Don't Buy the Seller is a 2023 South Korean crime thriller film co-written and directed by Park Hee-gon, starring Shin Hye-sun and Kim Sung-kyun. In the film, suspense unfolds in the daily life of Soo-hyun, who becomes a target of crime through second-hand trading. It was released theatrically on August 30, 2023.

==Plot==
Ordinary office worker Su-hyun buys a washing machine through a second-hand transaction after moving to a new place, only to realize that the machine is broken and she's been scammed. Determined not to let it slide, Su-hyun tracks down the elusive seller and starts leaving comments on all their posts, exposing them as a fraud and disrupting their deals.

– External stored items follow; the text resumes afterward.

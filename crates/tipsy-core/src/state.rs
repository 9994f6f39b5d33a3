//! Process-wide session state shared by services and the driver.

use std::sync::Arc;

use parking_lot::RwLock;

use crate::models::UserIdentity;

/// Sync status shown next to the identity.
#[derive(Clone, Copy, Debug, Default, PartialEq, Eq)]
pub enum SyncState {
    #[default]
    Offline,
    Syncing,
    Synced,
    Error,
}

#[derive(Debug, Default)]
struct Inner {
    identity: Option<UserIdentity>,
    sync_state: SyncState,
}

/// Cheap-to-clone handle on the current identity and sync status.
///
/// Services receive one of these instead of reaching for globals; tests build
/// their own.
#[derive(Clone, Debug, Default)]
pub struct AppContext {
    inner: Arc<RwLock<Inner>>,
}

impl AppContext {
    pub fn new() -> Self {
        Self::default()
    }

    /// Context already holding `identity`.
    pub fn with_identity(identity: Option<UserIdentity>) -> Self {
        let context = Self::default();
        context.set_identity(identity);
        context
    }

    pub fn identity(&self) -> Option<UserIdentity> {
        self.inner.read().identity.clone()
    }

    pub fn openid(&self) -> Option<String> {
        self.inner
            .read()
            .identity
            .as_ref()
            .map(|identity| identity.openid.clone())
    }

    pub fn is_logged_in(&self) -> bool {
        self.inner.read().identity.is_some()
    }

    pub fn set_identity(&self, identity: Option<UserIdentity>) {
        let mut inner = self.inner.write();
        if identity.is_none() {
            inner.sync_state = SyncState::Offline;
        }
        inner.identity = identity;
    }

    pub fn sync_state(&self) -> SyncState {
        self.inner.read().sync_state
    }

    pub fn set_sync_state(&self, state: SyncState) {
        self.inner.write().sync_state = state;
    }
}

From that day on, eerie incidents begin to plague Su-hyun: mysterious phone calls, food deliveries she never ordered, and strange men showing up at her doorstep in the middle of the night. Her personal information has been completely leaked, and unsettling traces of intruders appear throughout her home, gradually dismantling her daily life. As an official investigation gets underway, Su-hyun, accompanied by Detective Joo, visits the seller's home, only to discover a dead body there.

==Cast==
- Shin Hye-sun as Jang Su-hyun
- Kim Sung-kyun as Joo Cheol-ho
- Im Chul-soo as Director Kim
- Lee Joo-young as Oh Dal-ja
- Keum Sae-rok as Hye-jin
- Choi Jae-sup as Foreman
- Noh Young-hak as college student
- Kang Tae-oh as Na Seung-hyun

== Production ==
===Development===
Director Park Hee-gon said that the film was inspired by real-life cases involving victims of second-hand trading scams. He said that he became interested in adapting the subject after encountering accounts of people who had suffered serious harassment following online transactions. Park incorporated elements from multiple real-life incidents into the fictional story.

===Filming===
Principal photography began in July 2021 and ended in October 2021.

==Release==
Don't Buy the Seller was released theatrically in South Korea on August 30, 2023 and was distributed by Plus M Entertainment.

== Reception ==
===Box office===
According to the Korean Film Council's integrated computer network, Don't Buy the Seller has grossed $3 million with a running total of 424,916 tickets sold.

===Critical response===
Im Soo-yeon of Cine21 gave the film 5/10, noting its use of fears associated with the digital era while questioning the novelty of its approach.